What you should do:
Look through the records below, and copy out every line that holds the string "sqlx".
--- Stored data Enclosed Below ---
//! Storage collaborators for the forum engine.
//!
//! The engine only talks to these traits. Records are loaded as snapshots and
//! mutations go back one entity at a time; vote updates are atomic per entity.

pub mod memory;
pub mod postgres;

use async_trait::async_trait;
use std::collections::HashMap;
use std::sync::Arc;
use thiserror::Error;
use uuid::Uuid;

use crate::models::{Category, Profile, Reply, Thread, VoteType, Votes};

pub use memory::MemoryStore;
pub use postgres::PgStore;

/// Error types for storage operations
#[derive(Error, Debug)]
pub enum StoreError {
    #[error("Database error: {0}")]
    Database(#[from] sqlx::Error),

    #[error("Migration error: {0}")]
    Migration(#[from] sqlx::migrate::MigrateError),

    /// A stored record could not be mapped back into the model
    #[error("Corrupt record: {0}")]
    Corrupt(String),

    #[error("Conflict: {0}")]
    Conflict(String),
}

pub type StoreResult<T> = Result<T, StoreError>;

#[async_trait]
pub trait CategoryStore: Send + Sync {
    /// All categories, sorted by name
    async fn list_categories(&self) -> StoreResult<Vec<Category>>;

    async fn find_category(&self, id: Uuid) -> StoreResult<Option<Category>>;

    /// Insert unless a category with the same slug exists.
    /// Returns `true` if a row was inserted.
    async fn insert_category_if_absent(&self, category: Category) -> StoreResult<bool>;
}

#[async_trait]
pub trait ThreadStore: Send + Sync {
    async fn find_thread(&self, id: Uuid) -> StoreResult<Option<Thread>>;

    /// Threads, newest first, optionally restricted to one category
    async fn list_threads(&self, category_id: Option<Uuid>) -> StoreResult<Vec<Thread>>;

    async fn create_thread(&self, thread: Thread) -> StoreResult<Thread>;

    async fn increment_view_count(&self, id: Uuid) -> StoreResult<()>;

    /// Apply one vote to a thread as a single read-modify-write.
    /// Returns the resulting vote sets, or `None` if the thread does not exist.
    async fn apply_thread_vote(
        &self,
        id: Uuid,
        voter: Uuid,
        vote: VoteType,
    ) -> StoreResult<Option<Votes>>;
}

#[async_trait]
pub trait ReplyStore: Send + Sync {
    async fn find_reply(&self, id: Uuid) -> StoreResult<Option<Reply>>;

    /// All replies of a thread, oldest first
    async fn list_replies(&self, thread_id: Uuid) -> StoreResult<Vec<Reply>>;

    async fn create_reply(&self, reply: Reply) -> StoreResult<Reply>;

    /// Same contract as [`ThreadStore::apply_thread_vote`]
    async fn apply_reply_vote(
        &self,
        id: Uuid,
        voter: Uuid,
        vote: VoteType,
    ) -> StoreResult<Option<Votes>>;

    /// Reply counts grouped by thread id. Threads without replies are absent.
    async fn count_replies_by_thread(&self, thread_ids: &[Uuid]) -> StoreResult<HashMap<Uuid, i64>>;
}

#[async_trait]
pub trait ProfileStore: Send + Sync {
    /// Bulk fetch of profiles for the given users; unknown ids are skipped
    async fn find_profiles(&self, user_ids: &[Uuid]) -> StoreResult<Vec<Profile>>;
}

/// Everything the forum service needs from persistence
#[async_trait]
pub trait ForumStore: CategoryStore + ThreadStore + ReplyStore + ProfileStore {
    /// Cheap liveness probe used by the health endpoint
    async fn ping(&self) -> StoreResult<()>;

    /// Release connections on shutdown
    async fn close(&self) {}
}

/// Store handle shared by the service and the HTTP layer
pub type SharedStore = Arc<dyn ForumStore>;
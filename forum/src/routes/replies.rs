use axum::{
    extract::{rejection::JsonRejection, Path, State},
    routing::post,
    Json, Router,
};
use std::sync::Arc;

use super::json_body;
use crate::error::ForumResult;
use crate::models::{CreateReplyRequest, ReplyEnvelope, VoteRequest, VoteResponse};
use crate::state::AppState;

pub fn routes() -> Router<Arc<AppState>> {
    Router::new()
        .route("/forums/replies", post(create_reply))
        .route("/forums/replies/:reply_id/vote", post(vote_on_reply))
}

async fn create_reply(
    State(state): State<Arc<AppState>>,
    payload: Result<Json<CreateReplyRequest>, JsonRejection>,
) -> ForumResult<Json<ReplyEnvelope>> {
    let request = json_body(payload)?;
    let reply = state.forum().create_reply(request).await?;
    Ok(Json(ReplyEnvelope { ok: true, reply }))
}

async fn vote_on_reply(
    State(state): State<Arc<AppState>>,
    Path(reply_id): Path<String>,
    payload: Result<Json<VoteRequest>, JsonRejection>,
) -> ForumResult<Json<VoteResponse>> {
    let request = json_body(payload)?;
    let score = state.forum().vote_on_reply(&reply_id, request).await?;
    Ok(Json(VoteResponse::new(score)))
}
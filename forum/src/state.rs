use crate::config::AppConfig;
use crate::services::{ForumService, ServiceRegistry};
use crate::storage::SharedStore;

/// Shared application state across all routes and services.
///
/// Built once at startup and handed to the router; the store handle is
/// closed by the binary on shutdown.
pub struct AppState {
    /// Storage handle
    pub store: SharedStore,

    /// Services registry
    pub services: ServiceRegistry,

    pub config: AppConfig,
}

impl AppState {
    /// Create the state and the services on top of `store`
    pub fn new(store: SharedStore, config: AppConfig) -> Self {
        let services = ServiceRegistry::new(ForumService::new(store.clone()));
        Self {
            store,
            services,
            config,
        }
    }

    pub fn forum(&self) -> &ForumService {
        &self.services.forum
    }
}
//! Threaded-reply aggregation and voting engine for the community forum.
//!
//! Patients and researchers post threads in categories, reply in nested
//! chains, and cast one up or down vote per thread or reply. The engine
//! enforces who may reply to whom, rebuilds reply trees, keeps vote tallies
//! and tags researcher replies with their specialties.

pub mod config;
pub mod error;
pub mod health;
pub mod models;
pub mod routes;
pub mod services;
pub mod state;
pub mod storage;

pub use error::{ForumError, ForumResult};
pub use services::ForumService;
pub use state::AppState;
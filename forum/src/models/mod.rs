pub mod category;
pub mod profile;
pub mod reply;
pub mod role;
pub mod thread;
pub mod vote;

pub use category::Category;
pub use profile::{Profile, ResearcherProfile};
pub use reply::{CreateReplyRequest, Reply, ReplyEnvelope, ReplyNode};
pub use role::Role;
pub use thread::{
    CreateThreadRequest, Thread, ThreadDetail, ThreadEnvelope, ThreadListQuery, ThreadSummary,
    ThreadView,
};
pub use vote::{VoteRequest, VoteResponse, VoteType, Votes};
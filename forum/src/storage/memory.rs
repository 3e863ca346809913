use async_trait::async_trait;
use futures::lock::Mutex;
use std::collections::HashMap;
use std::sync::Arc;
use uuid::Uuid;

use super::{
    CategoryStore, ForumStore, ProfileStore, ReplyStore, StoreError, StoreResult, ThreadStore,
};
use crate::models::{Category, Profile, Reply, Thread, VoteType, Votes};

#[derive(Default)]
struct Tables {
    categories: Vec<Category>,
    /// Insertion order doubles as a tie-breaker for equal timestamps
    threads: Vec<Thread>,
    replies: Vec<Reply>,
    profiles: HashMap<Uuid, Profile>,
}

/// In-memory implementation of the forum store
#[derive(Clone, Default)]
pub struct MemoryStore {
    tables: Arc<Mutex<Tables>>,
}

impl MemoryStore {
    /// Create a new, empty in-memory store
    pub fn new() -> Self {
        Self::default()
    }

    /// Insert or replace a profile. Profiles are owned by the profile
    /// service; this exists for seeding and tests.
    pub async fn put_profile(&self, profile: Profile) {
        let mut tables = self.tables.lock().await;
        tables.profiles.insert(profile.user_id, profile);
    }
}

#[async_trait]
impl CategoryStore for MemoryStore {
    async fn list_categories(&self) -> StoreResult<Vec<Category>> {
        let tables = self.tables.lock().await;
        let mut categories = tables.categories.clone();
        categories.sort_by(|a, b| a.name.cmp(&b.name));
        Ok(categories)
    }

    async fn find_category(&self, id: Uuid) -> StoreResult<Option<Category>> {
        let tables = self.tables.lock().await;
        Ok(tables.categories.iter().find(|c| c.id == id).cloned())
    }

    async fn insert_category_if_absent(&self, category: Category) -> StoreResult<bool> {
        let mut tables = self.tables.lock().await;
        if tables.categories.iter().any(|c| c.slug == category.slug) {
            return Ok(false);
        }
        tables.categories.push(category);
        Ok(true)
    }
}

#[async_trait]
impl ThreadStore for MemoryStore {
    async fn find_thread(&self, id: Uuid) -> StoreResult<Option<Thread>> {
        let tables = self.tables.lock().await;
        Ok(tables.threads.iter().find(|t| t.id == id).cloned())
    }

    async fn list_threads(&self, category_id: Option<Uuid>) -> StoreResult<Vec<Thread>> {
        let tables = self.tables.lock().await;
        let mut threads: Vec<Thread> = tables
            .threads
            .iter()
            .filter(|t| category_id.map_or(true, |c| t.category_id == c))
            .cloned()
            .collect();
        // Newest first; later inserts win ties
        threads.reverse();
        threads.sort_by(|a, b| b.created_at.cmp(&a.created_at));
        Ok(threads)
    }

    async fn create_thread(&self, thread: Thread) -> StoreResult<Thread> {
        let mut tables = self.tables.lock().await;
        if tables.threads.iter().any(|t| t.id == thread.id) {
            return Err(StoreError::Conflict(format!("thread {} already exists", thread.id)));
        }
        tables.threads.push(thread.clone());
        Ok(thread)
    }

    async fn increment_view_count(&self, id: Uuid) -> StoreResult<()> {
        let mut tables = self.tables.lock().await;
        if let Some(thread) = tables.threads.iter_mut().find(|t| t.id == id) {
            thread.view_count += 1;
        }
        Ok(())
    }

    async fn apply_thread_vote(
        &self,
        id: Uuid,
        voter: Uuid,
        vote: VoteType,
    ) -> StoreResult<Option<Votes>> {
        // The lock is held across read, ledger update and write
        let mut tables = self.tables.lock().await;
        Ok(tables.threads.iter_mut().find(|t| t.id == id).map(|thread| {
            thread.votes.apply(voter, vote);
            thread.votes.clone()
        }))
    }
}

#[async_trait]
impl ReplyStore for MemoryStore {
    async fn find_reply(&self, id: Uuid) -> StoreResult<Option<Reply>> {
        let tables = self.tables.lock().await;
        Ok(tables.replies.iter().find(|r| r.id == id).cloned())
    }

    async fn list_replies(&self, thread_id: Uuid) -> StoreResult<Vec<Reply>> {
        let tables = self.tables.lock().await;
        let mut replies: Vec<Reply> = tables
            .replies
            .iter()
            .filter(|r| r.thread_id == thread_id)
            .cloned()
            .collect();
        replies.sort_by(|a, b| a.created_at.cmp(&b.created_at));
        Ok(replies)
    }

    async fn create_reply(&self, reply: Reply) -> StoreResult<Reply> {
        let mut tables = self.tables.lock().await;
        if tables.replies.iter().any(|r| r.id == reply.id) {
            return Err(StoreError::Conflict(format!("reply {} already exists", reply.id)));
        }
        tables.replies.push(reply.clone());
        Ok(reply)
    }

    async fn apply_reply_vote(
        &self,
        id: Uuid,
        voter: Uuid,
        vote: VoteType,
    ) -> StoreResult<Option<Votes>> {
        let mut tables = self.tables.lock().await;
        Ok(tables.replies.iter_mut().find(|r| r.id == id).map(|reply| {
            reply.votes.apply(voter, vote);
            reply.votes.clone()
        }))
    }

    async fn count_replies_by_thread(&self, thread_ids: &[Uuid]) -> StoreResult<HashMap<Uuid, i64>> {
        let tables = self.tables.lock().await;
        let mut counts = HashMap::new();
        for reply in tables.replies.iter().filter(|r| thread_ids.contains(&r.thread_id)) {
            *counts.entry(reply.thread_id).or_insert(0) += 1;
        }
        Ok(counts)
    }
}

#[async_trait]
impl ProfileStore for MemoryStore {
    async fn find_profiles(&self, user_ids: &[Uuid]) -> StoreResult<Vec<Profile>> {
        let tables = self.tables.lock().await;
        Ok(user_ids
            .iter()
            .filter_map(|id| tables.profiles.get(id).cloned())
            .collect())
    }
}

#[async_trait]
impl ForumStore for MemoryStore {
    async fn ping(&self) -> StoreResult<()> {
        Ok(())
    }
}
--- End of Enclosed Stored data ---
Response to the task:
    Database(#[from] sqlx::Error),
    Migration(#[from] sqlx::migrate::MigrateError),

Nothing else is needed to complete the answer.